Der FC Bayern hat sich mit einem souveränen 3:0-Erfolg gegen den VfB Stuttgart den DFB-Pokal gesichert. Für Joshua Kimmich war der Finalsieg allerdings deutlich härter erarbeitet, als es das Ergebnis vermuten lässt.
Unmittelbar nach dem Schlusspfiff zeigte sich der Bayern-Star vor allem emotional und hob die Bedeutung des Titels für den gesamten Verein hervor.
„Ich merke schon, wie sich der Staff, der ganze Verein, alle Mitarbeiter jeden Tag den Arsch aufreißen“, erklärte Kimmich im Gespräch mit der ARD.
Kimmich widmet den Titel dem gesamten Klub
Für den Mittelfeldchef war der Pokalsieg deshalb weit mehr als nur ein sportlicher Erfolg. „Jeder war sehr, sehr glücklich, dass wir endlich mal wieder in Berlin waren“, betonte der 31-Jährige.
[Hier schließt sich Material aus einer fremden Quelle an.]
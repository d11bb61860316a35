//! The narrow interface between the engine and its host page.
//!
//! The engine never owns the document. Everything it reads or mutates goes
//! through [`Document`], and every asynchronous boundary (animation frames,
//! next-turn callbacks, timers, policy reads) goes through [`EventLoop`].
//! Both are single-threaded by contract, so handles are `Rc` and all methods
//! take `&self`: listeners registered by the engine re-enter the document while
//! the page is dispatching events.
//!
//! License: MIT OR APACHE 2.0

use std::cell::Cell;
use std::fmt;
use std::future::Future;
use std::pin::Pin;
use std::rc::Rc;
use std::time::Duration;

use tokio::time::Instant;

use crate::errors::HostResult;

pub mod memory;
pub mod tokio_loop;

pub use memory::{Capability, MemoryDocument, SubmitOutcome};
pub use tokio_loop::{TokioEventLoop, FRAME_INTERVAL};

/// Identity of a node within one document.
///
/// Hosts must never hand out the same id twice during a document's lifetime,
/// which is what lets identity-keyed sets stand in for per-element markers.
#[derive(Debug, Clone, Copy, PartialEq, Eq, PartialOrd, Ord, Hash)]
pub struct NodeId(pub u64);

impl fmt::Display for NodeId {
    fn fmt(&self, f: &mut fmt::Formatter<'_>) -> fmt::Result {
        write!(f, "#{}", self.0)
    }
}

/// Events the engine listens for.
#[derive(Debug, Clone, Copy, PartialEq, Eq, Hash)]
pub enum EventKind {
    Submit,
    Invalid,
    Blur,
}

impl EventKind {
    pub fn as_str(&self) -> &'static str {
        match self {
            EventKind::Submit => "submit",
            EventKind::Invalid => "invalid",
            EventKind::Blur => "blur",
        }
    }

    /// Whether the event propagates back up through the ancestors.
    pub fn bubbles(&self) -> bool {
        matches!(self, EventKind::Submit)
    }
}

#[derive(Debug)]
struct EventInner {
    kind: EventKind,
    target: NodeId,
    default_prevented: Cell<bool>,
}

/// A dispatched event. Cloning shares the same underlying event, so a clone
/// kept past dispatch observes `preventDefault` calls made by later listeners.
#[derive(Debug, Clone)]
pub struct Event {
    inner: Rc<EventInner>,
}

impl Event {
    pub fn new(kind: EventKind, target: NodeId) -> Self {
        Self {
            inner: Rc::new(EventInner {
                kind,
                target,
                default_prevented: Cell::new(false),
            }),
        }
    }

    pub fn kind(&self) -> EventKind {
        self.inner.kind
    }

    pub fn target(&self) -> NodeId {
        self.inner.target
    }

    pub fn prevent_default(&self) {
        self.inner.default_prevented.set(true);
    }

    pub fn default_prevented(&self) -> bool {
        self.inner.default_prevented.get()
    }
}

pub type EventListener = Rc<dyn Fn(&Event)>;

/// One childList change reported by the mutation-observation primitive.
#[derive(Debug, Clone, PartialEq, Eq)]
pub struct MutationRecord {
    pub target: NodeId,
    pub added: Vec<NodeId>,
    pub removed: Vec<NodeId>,
}

pub type MutationCallback = Rc<dyn Fn(&[MutationRecord])>;

/// The host document as seen by the engine.
pub trait Document {
    /// The document element; scans of "the whole document" start here.
    fn root(&self) -> NodeId;

    /// Host name of the page location (for example `shop.example.nl`).
    fn host_name(&self) -> String;

    /// `root` and all of its descendants, in tree order.
    fn subtree(&self, root: NodeId) -> Vec<NodeId>;

    /// Whether `node` is currently attached to the document.
    fn contains(&self, node: NodeId) -> bool;

    /// Whether the host still holds `node` at all. Detached nodes still exist
    /// and may be inserted again; destroyed ones never come back.
    fn exists(&self, node: NodeId) -> bool;

    /// Lowercase tag name, or `None` for unknown nodes.
    fn tag_name(&self, node: NodeId) -> Option<String>;

    fn get_attribute(&self, node: NodeId, name: &str) -> Option<String>;
    fn set_attribute(&self, node: NodeId, name: &str, value: &str);
    fn remove_attribute(&self, node: NodeId, name: &str);

    /// Current value of a field.
    fn value(&self, node: NodeId) -> String;
    fn set_value(&self, node: NodeId, value: &str);

    /// Creates a detached element.
    fn create_element(&self, tag: &str) -> NodeId;
    fn set_text_content(&self, node: NodeId, text: &str);

    /// Inserts `node` as the next sibling of `reference`.
    fn insert_after(&self, reference: NodeId, node: NodeId) -> HostResult<()>;

    fn add_event_listener(
        &self,
        node: NodeId,
        kind: EventKind,
        capture: bool,
        listener: EventListener,
    );

    /// The page-facing custom-validity setter. Subject to the validity override.
    fn set_custom_validity(&self, node: NodeId, message: &str) -> HostResult<()>;

    /// Replaces the page-facing validity predicates with ones that always
    /// report success and neutralizes the custom-validity setter of text
    /// fields. Never reverted.
    fn install_validity_override(&self) -> HostResult<()>;

    /// Submits `form` without dispatching a submit event.
    fn native_submit(&self, form: NodeId) -> HostResult<()>;

    /// Registers a childList observer over the subtree of `root`.
    fn observe_mutations(&self, root: NodeId, callback: MutationCallback) -> HostResult<()>;
}

pub type Task = Box<dyn FnOnce()>;
pub type LocalFuture = Pin<Box<dyn Future<Output = ()>>>;

/// The host's cooperative scheduling primitives.
pub trait EventLoop {
    /// Runs `task` on the next animation-frame-aligned tick.
    fn request_animation_frame(&self, task: Task);

    /// Runs `task` on a later turn, after the current dispatch has completed.
    fn defer(&self, task: Task);

    fn set_timeout(&self, delay: Duration, task: Task);

    /// Drives a future on this loop.
    fn spawn(&self, future: LocalFuture);

    fn now(&self) -> Instant;
}

const FIELD_TAGS: &[&str] = &["input", "select", "textarea"];

/// Whether `node` is an input/select/textarea control.
pub fn is_field(doc: &dyn Document, node: NodeId) -> bool {
    doc.tag_name(node)
        .map_or(false, |tag| FIELD_TAGS.contains(&tag.as_str()))
}

/// Whether `node` is one of `tags`.
pub fn has_tag(doc: &dyn Document, node: NodeId, tags: &[&str]) -> bool {
    doc.tag_name(node)
        .map_or(false, |tag| tags.contains(&tag.as_str()))
}

/// All nodes under `root` (inclusive) whose tag is one of `tags`.
pub fn select(doc: &dyn Document, root: NodeId, tags: &[&str]) -> Vec<NodeId> {
    doc.subtree(root)
        .into_iter()
        .filter(|node| has_tag(doc, *node, tags))
        .collect()
}
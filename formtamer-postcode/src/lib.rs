#![no_std]

extern crate alloc;

#[cfg(feature = "std")]
extern crate std;

pub mod country;
pub mod keywords;
pub mod normalize;
pub mod table;

pub use country::country_key;
pub use keywords::PostcodeKeywords;
pub use table::{lookup, PostcodeRule, RULES};

/// A pure rewrite from a raw field value to its canonical national format.
pub type Normalizer = fn(&str) -> alloc::string::String;
//! Idempotency markers.
//!
//! Instead of tagging elements with attributes, the engine keeps an
//! identity-keyed set per marker kind. Node ids are never reused by a host, and
//! [`BoundFieldMarkers::prune`] only drops ids of nodes the host has destroyed,
//! so a marker lives exactly as long as its element. A detached element keeps
//! its markers and is not decorated again when it is re-inserted.

use std::cell::RefCell;
use std::collections::{HashMap, HashSet};

use log::debug;

use crate::host::{Document, NodeId};

/// What has been bound to an element.
#[derive(Debug, Clone, Copy, PartialEq, Eq, Hash)]
pub enum Marker {
    /// The submit-bypass listener is attached to this form.
    SubmitBypass,
    /// The invalid-event cancellation listener is attached to this field.
    InvalidGuard,
    /// This field carries a postcode hint and a blur normalizer.
    PostcodeHint,
}

#[derive(Debug, Default)]
pub struct BoundFieldMarkers {
    bound: RefCell<HashMap<Marker, HashSet<NodeId>>>,
}

impl BoundFieldMarkers {
    pub fn new() -> Self {
        Self::default()
    }

    pub fn is_bound(&self, marker: Marker, node: NodeId) -> bool {
        self.bound
            .borrow()
            .get(&marker)
            .map_or(false, |set| set.contains(&node))
    }

    /// Records `marker` on `node`. Returns false if it was already there.
    pub fn bind(&self, marker: Marker, node: NodeId) -> bool {
        self.bound
            .borrow_mut()
            .entry(marker)
            .or_default()
            .insert(node)
    }

    pub fn count(&self, marker: Marker) -> usize {
        self.bound.borrow().get(&marker).map_or(0, HashSet::len)
    }

    /// Forgets every node that `doc` has destroyed.
    pub fn prune(&self, doc: &dyn Document) -> usize {
        let mut removed = 0;
        for set in self.bound.borrow_mut().values_mut() {
            let before = set.len();
            set.retain(|node| doc.exists(*node));
            removed += before - set.len();
        }
        if removed > 0 {
            debug!("Pruned {} marker(s) of detached nodes.", removed);
        }
        removed
    }
}

#[cfg(test)]
mod tests {
    use super::*;
    use crate::host::MemoryDocument;

    #[test]
    fn test_bind_is_idempotent_per_marker() {
        let markers = BoundFieldMarkers::new();
        let node = NodeId(7);
        assert!(markers.bind(Marker::PostcodeHint, node));
        assert!(!markers.bind(Marker::PostcodeHint, node));
        assert!(markers.bind(Marker::InvalidGuard, node));
        assert!(markers.is_bound(Marker::PostcodeHint, node));
        assert!(!markers.is_bound(Marker::SubmitBypass, node));
    }

    #[test]
    fn test_prune_follows_element_lifetime() {
        let doc = MemoryDocument::new("example.nl");
        let form = doc.append(doc.root(), "form", &[]);
        let input = doc.append(form, "input", &[]);
        let markers = BoundFieldMarkers::new();
        markers.bind(Marker::SubmitBypass, form);
        markers.bind(Marker::InvalidGuard, input);

        assert_eq!(markers.prune(&doc), 0);
        doc.remove(form);
        assert_eq!(markers.prune(&doc), 0);
        assert!(markers.is_bound(Marker::SubmitBypass, form));
        doc.destroy(form);
        assert_eq!(markers.prune(&doc), 2);
        assert_eq!(markers.count(Marker::SubmitBypass), 0);
    }
}
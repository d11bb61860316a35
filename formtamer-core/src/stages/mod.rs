//! Concrete implementations of the [`Stage`](crate::engine::Stage) trait, in
//! the order the orchestrator runs them.

pub mod pattern_normalizer;
pub mod validation_suppressor;
pub mod submit_override;
pub mod postcode_hints;

pub use pattern_normalizer::PatternNormalizer;
pub use postcode_hints::PostcodeHints;
pub use submit_override::SubmitOverrideMachine;
pub use validation_suppressor::ValidationSuppressor;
Die Mannschaft habe den Titel unbedingt gewinnen wollen – „natürlich für uns selbst, für unsere Familien, aber auch für den Klub“.
Gerade nach der positiven Entwicklung der laufenden Saison sei es wichtig gewesen, „ein bisschen was zurückzugeben“, erklärte Kimmich weiter.
Trotz des deutlichen 3:0-Erfolgs zeigte sich der Nationalspieler nach Abpfiff auch selbstkritisch. „Ja, auf jeden Fall“, antwortete Kimmich auf die Frage, ob es ein Arbeitssieg gewesen sei.
Vor allem mit der Anfangsphase war der Bayern-Star nicht zufrieden. „Der VfB hat eigentlich besser ins Spiel gefunden“, analysierte er ehrlich.
Gerade in den ersten 10 bis 15 Minuten habe Stuttgart „zwei, drei gefährliche Abschlüsse“ gehabt. „Da haben wir nicht so gut ins Spiel gefunden“, räumte Kimmich ein.
Deutliche Steigerung nach der Pause

Im zweiten Durchgang sah der Mittelfeldspieler dann allerdings eine klare Leistungssteigerung seines Teams. „Die zweite Halbzeit war dann deutlich besser“, erklärte Kimmich.
Vor allem die Effizienz habe am Ende den Unterschied gemacht. „Natürlich waren wir da sehr effektiv“, so der Bayern-Star.
Neben den drei Treffern verwies er auch auf die große Chance von Konrad Laimer und sprach insgesamt von einer „sehr souveränen“ zweiten Halbzeit.
Nach dem Double-Gewinn dürfen die Bayern-Profis nun zunächst kurz durchatmen.
Für viele Münchner geht es allerdings schon bald mit der Weltmeisterschaft in den USA, Kanada und Mexiko weiter.
Auch Joshua Kimmich wird dabei erneut eine zentrale Rolle in der deutschen Nationalmannschaft einnehmen.